The Importance Of A Well Fitting Bra
*Image taken from Bravissimo site*
Most women are wearing the wrong bra size. Drastically so. Out of all of my friends who I quizzed, only one was wearing the right size, or had any clue what was involved in bra sizing. Most women will pop into a high street store like Ann Summers, La Senza, or M&S etc and just pick up a bra they think looks okay without even questioning that their size might not be in stock. Some may ask the shop assistants for a fitting, but this is futile, as *most* high street shops are notorious for lying to consumers, and doing anything to perpetuate this misconception that boobs only exist in sizes 32A-D, that a D cup is ENORMOUS, when in fact this could not be further from the truth. Sadly most stores do not stock a decent enough range of sizes to suit real women, and so will obviously endeavour to sell them whatever they do have in stock.

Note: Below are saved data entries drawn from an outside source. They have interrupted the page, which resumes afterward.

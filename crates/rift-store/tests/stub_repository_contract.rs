//! Behavior shared by every stub repository, run against both storage
//! variants.

use rift_store::{FilesystemStubRepository, InMemoryStubRepository, Stub, StubRepository};
use serde_json::{json, Value};
use tempfile::TempDir;

type Repo = Box<dyn StubRepository>;

fn stub(path: &str, bodies: &[&str]) -> Stub {
    Stub::new(
        vec![json!({"equals": {"path": path}})],
        bodies.iter().map(|b| json!({"is": {"body": b}})).collect(),
    )
}

fn paths(stubs: &[Stub]) -> Vec<String> {
    stubs
        .iter()
        .map(|s| s.predicates[0]["equals"]["path"].as_str().unwrap().to_string())
        .collect()
}

fn matches_path(path: &'static str) -> impl Fn(&[Value]) -> bool + Send + Sync {
    move |predicates: &[Value]| {
        predicates
            .first()
            .is_some_and(|p| p["equals"]["path"] == path)
    }
}

async fn serves_responses_in_repeat_order(repo: Repo) {
    repo.add(Stub::new(
        vec![],
        vec![
            json!({"is": {"body": "first"}, "_behaviors": {"repeat": 2}}),
            json!({"is": {"body": "second"}}),
        ],
    ))
    .await
    .unwrap();

    let all = |_: &[Value]| true;
    let matched = repo.first(&all, 0).await.unwrap();
    let mut served = Vec::new();
    for _ in 0..4 {
        let response = matched.stub.next_response().await.unwrap();
        served.push(response["is"]["body"].as_str().unwrap().to_string());
    }
    assert_eq!(served, vec!["first", "first", "second", "first"]);
}

async fn cycle_position_survives_new_handles(repo: Repo) {
    repo.add(stub("/", &["a", "b"])).await.unwrap();

    let all = |_: &[Value]| true;
    let first = repo.first(&all, 0).await.unwrap();
    assert_eq!(first.stub.next_response().await.unwrap()["is"]["body"], "a");

    let again = repo.first(&all, 0).await.unwrap();
    assert_eq!(again.stub.next_response().await.unwrap()["is"]["body"], "b");
}

async fn empty_stub_serves_default_response(repo: Repo) {
    repo.add(Stub::new(vec![], vec![])).await.unwrap();

    let all = |_: &[Value]| true;
    let matched = repo.first(&all, 0).await.unwrap();
    assert!(matched.success);
    for _ in 0..3 {
        assert_eq!(matched.stub.next_response().await.unwrap(), json!({"is": {}}));
    }
    assert!(repo.to_json().await.unwrap()[0].responses.is_empty());
}

async fn first_returns_matching_index(repo: Repo) {
    repo.overwrite_all(vec![stub("/a", &["a"]), stub("/b", &["b"]), stub("/c", &["c"])])
        .await
        .unwrap();

    let filter = matches_path("/b");
    let matched = repo.first(&filter, 0).await.unwrap();
    assert!(matched.success);
    assert_eq!(matched.index, Some(1));
    assert_eq!(matched.stub.next_response().await.unwrap()["is"]["body"], "b");

    let filter = matches_path("/a");
    let later = repo.first(&filter, 1).await.unwrap();
    assert!(!later.success);

    let filter = matches_path("/missing");
    let missed = repo.first(&filter, 0).await.unwrap();
    assert!(!missed.success);
    assert_eq!(missed.index, None);
    assert_eq!(missed.stub.next_response().await.unwrap(), json!({"is": {}}));
}

async fn insert_then_delete_restores_list(repo: Repo) {
    let original = vec![stub("/a", &["a"]), stub("/b", &["b"]), stub("/c", &["c"])];
    repo.overwrite_all(original.clone()).await.unwrap();

    for index in 0..=original.len() {
        repo.insert_at_index(stub("/new", &["n"]), index).await.unwrap();
        let mut expected = paths(&original);
        expected.insert(index, "/new".to_string());
        assert_eq!(paths(&repo.to_json().await.unwrap()), expected);

        repo.delete_at_index(index).await.unwrap();
        assert_eq!(repo.to_json().await.unwrap(), original, "index {index}");
    }
}

async fn overwrite_all_replaces_everything(repo: Repo) {
    repo.overwrite_all(vec![stub("/old", &["x", "y"])]).await.unwrap();

    let replacement = vec![stub("/a", &["a"]), stub("/b", &["b1", "b2"])];
    repo.overwrite_all(replacement.clone()).await.unwrap();
    assert_eq!(repo.to_json().await.unwrap(), replacement);
    assert_eq!(repo.count().await.unwrap(), 2);
}

async fn overwrite_at_index_replaces_one(repo: Repo) {
    repo.overwrite_all(vec![stub("/a", &["a"]), stub("/b", &["b"])])
        .await
        .unwrap();

    repo.overwrite_at_index(stub("/B", &["B"]), 1).await.unwrap();
    assert_eq!(paths(&repo.to_json().await.unwrap()), vec!["/a", "/B"]);

    let err = repo
        .overwrite_at_index(stub("/z", &["z"]), 2)
        .await
        .unwrap_err();
    assert!(err.is_missing_resource());
}

async fn delete_beyond_end_is_missing_resource(repo: Repo) {
    repo.overwrite_all(vec![stub("/a", &["a"])]).await.unwrap();

    let err = repo.delete_at_index(3).await.unwrap_err();
    assert!(err.is_missing_resource());
    assert_eq!(paths(&repo.to_json().await.unwrap()), vec!["/a"]);
}

async fn saved_proxy_responses_are_purged(repo: Repo) {
    let recorded = json!({"is": {"body": "recorded", "_proxyResponseTime": 12}});
    repo.overwrite_all(vec![
        Stub::new(vec![json!({"equals": {"path": "/rec"}})], vec![recorded.clone()]),
        Stub::new(
            vec![json!({"equals": {"path": "/mixed"}})],
            vec![json!({"is": {"body": "author"}}), recorded],
        ),
        Stub::new(
            vec![json!({"equals": {"path": "/proxy"}})],
            vec![json!({"proxy": {"to": "http://origin"}})],
        ),
    ])
    .await
    .unwrap();

    repo.delete_saved_proxy_responses().await.unwrap();

    let stubs = repo.to_json().await.unwrap();
    assert_eq!(paths(&stubs), vec!["/mixed", "/proxy"]);
    assert_eq!(stubs[0].responses, vec![json!({"is": {"body": "author"}})]);
}

async fn added_responses_extend_the_cycle(repo: Repo) {
    repo.add(stub("/", &["a"])).await.unwrap();

    let all = |_: &[Value]| true;
    let matched = repo.first(&all, 0).await.unwrap();
    matched
        .stub
        .add_response(json!({"is": {"body": "b"}}))
        .await
        .unwrap();

    let mut served = Vec::new();
    for _ in 0..3 {
        let response = matched.stub.next_response().await.unwrap();
        served.push(response["is"]["body"].as_str().unwrap().to_string());
    }
    assert_eq!(served, vec!["a", "b", "a"]);
    assert_eq!(repo.to_json().await.unwrap()[0].responses.len(), 2);
}

async fn request_log_round_trip(repo: Repo) {
    repo.add_request(json!({"path": "/1"})).await.unwrap();
    repo.add_request(json!({"path": "/2"})).await.unwrap();
    assert_eq!(
        repo.load_requests().await.unwrap(),
        vec![json!({"path": "/1"}), json!({"path": "/2"})]
    );

    repo.delete_saved_requests().await.unwrap();
    assert!(repo.load_requests().await.unwrap().is_empty());
}

macro_rules! contract_tests {
    ($($name:ident),* $(,)?) => {
        mod in_memory {
            use super::*;
            $(
                #[tokio::test]
                async fn $name() {
                    super::$name(Box::new(InMemoryStubRepository::new())).await;
                }
            )*
        }

        mod filesystem {
            use super::*;
            $(
                #[tokio::test]
                async fn $name() {
                    let dir = TempDir::new().unwrap();
                    let repo = FilesystemStubRepository::new(dir.path().join("4545"));
                    super::$name(Box::new(repo)).await;
                }
            )*
        }
    };
}

contract_tests!(
    serves_responses_in_repeat_order,
    cycle_position_survives_new_handles,
    empty_stub_serves_default_response,
    first_returns_matching_index,
    insert_then_delete_restores_list,
    overwrite_all_replaces_everything,
    overwrite_at_index_replaces_one,
    delete_beyond_end_is_missing_resource,
    saved_proxy_responses_are_purged,
    added_responses_extend_the_cycle,
    request_log_round_trip,
);

#[tokio::test]
async fn overwrite_all_leaves_no_discarded_response_files() {
    let dir = TempDir::new().unwrap();
    let imposter_dir = dir.path().join("4545");
    let repo = FilesystemStubRepository::new(&imposter_dir);

    repo.overwrite_all(vec![stub("/a", &["a"]), stub("/b", &["b1", "b2", "b3"])])
        .await
        .unwrap();
    repo.overwrite_all(vec![stub("/c", &["c"])]).await.unwrap();

    let stub_dirs: Vec<_> = std::fs::read_dir(imposter_dir.join("stubs"))
        .unwrap()
        .map(|entry| entry.unwrap().file_name())
        .collect();
    assert_eq!(stub_dirs.len(), 1);

    let responses: Vec<_> = std::fs::read_dir(imposter_dir.join("stubs/0/responses"))
        .unwrap()
        .collect();
    assert_eq!(responses.len(), 1);
}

A lot of stores also measure using a ridiculously outdated ‘add four inches’ method, where you take the ribcage measurement, and then add four inches, to ‘get the band size’ which is horrible and wrong, and originated at a time in I believe the 50s when vanity sizing was used because the ‘ideal’ proportions were considered to be 36″-24″-36″ , and so inches were added to the labels, when in fact they measured much smaller, so that a woman who really measured say 32″ could feel more ‘ideal’. These days bra sizes display the correct inches, but for some unknown reason many bra fitters still ‘add four inches’. Bravissimo or other specialist stores are far more reputable.
This is a subject that, if you know me personally, you know I get quite worked up about. I have been known to drag friends into bathrooms in pubs, and proceed to remove items of clothing to prove to them that an E cup is NOT enormous, and there is no way in hell that my slim friend with lovely large breasts is a 36C (or indeed a 36 anything, what the hell??).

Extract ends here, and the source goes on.